I'm pretty sure that Google will find an alternative solution that will open up the option for independent and smaller properties to be found. Some form of booking integration interface is not beyond the realms of Google Places and puts the responsibility back in the hands of the hotelier. If hotels can get to grips with UA Codes in Analytics then surely they'll work something out through Places for Business!

They also ask "How will hotels get ranked on Google Hotel Finder? Currently the result page is static, with the same hotels getting the top position on the list. Will that change into a randomly sorted list for the final product?

Where does the static content for the hotel listings like hotel descriptions and images come from?
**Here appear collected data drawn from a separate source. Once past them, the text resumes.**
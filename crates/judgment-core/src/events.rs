//! Events emitted by the simulation for audio and HUD feedback.

use serde::{Deserialize, Serialize};

use crate::components::EntityId;
use crate::enums::*;
use crate::types::Position;

/// Combat events, drained into each frame's snapshot.
#[derive(Debug, Clone, PartialEq, Serialize, Deserialize)]
#[serde(tag = "type")]
pub enum CombatEvent {
    /// A shooter fired one or more projectiles.
    ShotFired {
        shooter: EntityId,
        faction: Faction,
        count: u32,
    },
    /// A projectile connected.
    Hit {
        target: EntityId,
        projectile: EntityId,
        /// Damage after armor mitigation.
        damage: i32,
        /// True when the shield took the hit.
        shielded: bool,
    },
    /// A hit on an immune target was ignored.
    Deflected { target: EntityId },
    /// The player touched a mine.
    MineDetonated { mine: EntityId, damage: i32 },
    /// An entity died.
    Destroyed {
        entity: EntityId,
        class: ShipClass,
        points: u32,
        /// Owner of the killing shot, if it is still alive.
        killer: Option<EntityId>,
    },
    PowerUpDropped {
        kind: PowerUpKind,
        position: Position,
    },
    PowerUpCollected { kind: PowerUpKind },
    EffectExpired { kind: EffectKind },
    GameOver { score: u64 },
}
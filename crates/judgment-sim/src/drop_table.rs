//! Power-up drop table: difficulty-scaled chance plus weighted kind choice.

use rand::distributions::{Distribution, WeightedIndex};
use rand::Rng;

use judgment_core::config::DropConfig;
use judgment_core::enums::PowerUpKind;
use judgment_core::error::ConfigError;

#[derive(Debug, Clone)]
pub struct DropTable {
    base_rate: f64,
    difficulty_scaling: f64,
    kinds: Vec<PowerUpKind>,
    index: WeightedIndex<u32>,
}

impl DropTable {
    pub fn new(config: &DropConfig) -> Result<Self, ConfigError> {
        let (kinds, weights): (Vec<_>, Vec<_>) = config
            .weights
            .iter()
            .map(|w| (w.kind, w.weight))
            .unzip();
        let index = WeightedIndex::new(&weights).map_err(|_| ConfigError::InvalidWeights {
            reason: "weights must be non-empty with a positive total",
        })?;
        Ok(Self {
            base_rate: config.base_rate,
            difficulty_scaling: config.difficulty_scaling,
            kinds,
            index,
        })
    }

    /// Chance that a destroyed entity drops something at `difficulty`.
    pub fn probability(&self, difficulty: f64) -> f64 {
        (self.base_rate + (difficulty - 1.0) * self.difficulty_scaling).clamp(0.0, 1.0)
    }

    /// Roll for a drop. Consumes one uniform draw, plus one more on success.
    pub fn roll<R: Rng>(&self, difficulty: f64, rng: &mut R) -> Option<PowerUpKind> {
        let draw: f64 = rng.gen();
        if self.probability(difficulty) > draw {
            Some(self.pick(rng))
        } else {
            None
        }
    }

    /// Weighted choice of a kind, ignoring the drop chance.
    pub fn pick<R: Rng>(&self, rng: &mut R) -> PowerUpKind {
        self.kinds[self.index.sample(rng)]
    }
}
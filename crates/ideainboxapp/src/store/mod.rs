//! # Storage Layer
//!
//! ideainbox persists exactly two independent values:
//!
//! | key        | shape                          | written                  |
//! |------------|--------------------------------|--------------------------|
//! | `settings` | JSON object ([`Settings`])     | on explicit save         |
//! | `draft`    | plain text                     | debounced after edits    |
//!
//! Writes are whole-value overwrites; clearing one key never touches the other.
//!
//! ## Tolerant Reads
//!
//! Stored data may be missing, hand-edited, or written by an older version.
//! [`InboxStore::load_settings`] therefore never fails: absent, unreadable,
//! or malformed settings fall back to [`Settings::default`] with a warning.
//! Writes, on the other hand, report errors so the caller can keep its
//! previous in-memory state.
//!
//! ## Implementations
//!
//! - [`fs_backend::FsBackend`]: one file per key under the data directory.
//! - [`mem_backend::MemBackend`]: for testing logic without filesystem I/O.
//!
//! ## Storage Layout
//!
//! ```text
//! <data dir>/
//! ├── ideainbox.toml   # Configuration (see crate::config)
//! ├── settings.json    # Settings
//! └── draft.md         # Draft text
//! ```

pub mod backend;
pub mod fs_backend;
pub mod mem_backend;

use crate::error::Result;
use crate::model::Settings;
use backend::{StorageBackend, StoreKey};

pub struct InboxStore<B: StorageBackend> {
    backend: B,
}

impl<B: StorageBackend> InboxStore<B> {
    pub fn new(backend: B) -> Self {
        Self { backend }
    }

    pub fn backend(&self) -> &B {
        &self.backend
    }

    pub fn load_settings(&self) -> Settings {
        let raw = match self.backend.read(StoreKey::Settings) {
            Ok(Some(raw)) => raw,
            Ok(None) => return Settings::default(),
            Err(e) => {
                tracing::warn!("cannot read settings, using defaults: {}", e);
                return Settings::default();
            }
        };
        match serde_json::from_str::<Settings>(&raw) {
            Ok(settings) => settings,
            Err(e) => {
                tracing::warn!("malformed settings, using defaults: {}", e);
                Settings::default()
            }
        }
    }

    pub fn save_settings(&self, settings: &Settings) -> Result<()> {
        let json = serde_json::to_string_pretty(settings)?;
        self.backend.write(StoreKey::Settings, &json)
    }

    /// The persisted draft, if any. Read errors count as no draft.
    pub fn load_draft(&self) -> Option<String> {
        match self.backend.read(StoreKey::Draft) {
            Ok(draft) => draft,
            Err(e) => {
                tracing::warn!("cannot read draft: {}", e);
                None
            }
        }
    }

    pub fn save_draft(&self, text: &str) -> Result<()> {
        self.backend.write(StoreKey::Draft, text)
    }

    pub fn clear_draft(&self) -> Result<()> {
        self.backend.remove(StoreKey::Draft)
    }

    pub fn location(&self, key: StoreKey) -> std::path::PathBuf {
        self.backend.location(key)
    }
}
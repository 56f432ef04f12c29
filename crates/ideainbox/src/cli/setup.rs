use clap::{ArgAction, Parser, Subcommand, ValueEnum};
use ideainboxapp::handoff::HandoffMethod;
use std::path::PathBuf;

#[derive(Parser, Debug)]
#[command(
    name = "ideainbox",
    bin_name = "ideainbox",
    version,
    disable_help_subcommand = true,
    after_help = "Typical flow:\n  ideainbox process \"half-formed idea\"   # preview, saves the draft\n  ideainbox send --via clipboard         # hand it off, clears the draft"
)]
#[command(about = "Capture an idea, tidy it into a note, and hand it off to your notes app", long_about = None)]
pub struct Cli {
    #[command(subcommand)]
    pub command: Option<Commands>,

    /// More log output on stderr (-v debug, -vv trace)
    #[arg(short, long, action = ArgAction::Count, global = true, help_heading = "Options")]
    pub verbose: u8,

    /// Data directory (settings, draft, ideainbox.toml)
    #[arg(long, global = true, value_name = "DIR", help_heading = "Options")]
    pub data: Option<PathBuf>,

    /// Print results as JSON
    #[arg(long, global = true, help_heading = "Options")]
    pub json: bool,
}

#[derive(Subcommand, Debug)]
pub enum Commands {
    /// Turn text into a note and preview it
    #[command(alias = "p", display_order = 1)]
    Process {
        /// Note text; read from stdin or the saved draft when omitted
        text: Vec<String>,

        /// Use the local enhancer even if a service is configured
        #[arg(long)]
        local: bool,
    },

    /// Process and hand the note off to your notes app
    #[command(alias = "s", display_order = 2)]
    Send {
        /// Note text; read from stdin or the saved draft when omitted
        text: Vec<String>,

        /// How to hand the note off
        #[arg(long, value_enum, default_value_t = Via::Link)]
        via: Via,

        /// Target directory for --via download
        #[arg(long, value_name = "DIR")]
        dir: Option<PathBuf>,

        /// Use the local enhancer even if a service is configured
        #[arg(long)]
        local: bool,
    },

    /// Show, set, clear, or locate the saved draft
    #[command(display_order = 3)]
    Draft {
        #[command(subcommand)]
        action: Option<DraftCommands>,
    },

    /// Show or change where notes are sent
    #[command(display_order = 4)]
    Settings {
        /// Collection (vault/workspace) in your notes app
        #[arg(long)]
        collection: Option<String>,

        /// Folder inside the collection; "" for the root
        #[arg(long)]
        path: Option<String>,
    },

    /// Show the effective configuration
    #[command(display_order = 5)]
    Config {
        /// Print a commented ideainbox.toml template instead
        #[arg(long)]
        template: bool,
    },
}

#[derive(Subcommand, Debug)]
pub enum DraftCommands {
    /// Print the saved draft
    Show,
    /// Replace the saved draft
    Set { text: Vec<String> },
    /// Delete the saved draft
    Clear,
    /// Print where the draft is stored
    Path,
}

#[derive(Copy, Clone, Debug, PartialEq, Eq, ValueEnum)]
pub enum Via {
    /// Open a deep link into the notes app
    Link,
    /// Copy the note to the clipboard
    Clipboard,
    /// Write the note to a .md file
    Download,
}

impl From<Via> for HandoffMethod {
    fn from(via: Via) -> Self {
        match via {
            Via::Link => HandoffMethod::Link,
            Via::Clipboard => HandoffMethod::Clipboard,
            Via::Download => HandoffMethod::Download,
        }
    }
}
And how can hotels update that information? What role does Google Places for Business play when it comes to updating a hotels business information on Google Hotel Finder?"


From a Scottish tourism perspective it can't surely be a bad thing to have the possibility that individual hoteliers may actually see a day when there pricing and availability decisions are moved back into their own hands again.


The current situation where Scottish hotels are having to compete with the OTA's to bid for their own hotel brand names is for many quite ridiculous and has in the eyes of many moved their distribution channel from partners to competitors.

It must also have an impact on the search and web development strategies of  Destination Management/Marketing Organisations - what for example do VisitScotland.com do with Google Hotel Finder? Is it not clearly the dynamic solution to the recurring online booking problems that they are spending a small fortune to develop?

At this stage at least you have to say that Google Hotel Finder looks positive for the hotelier and the guest looking to book direct.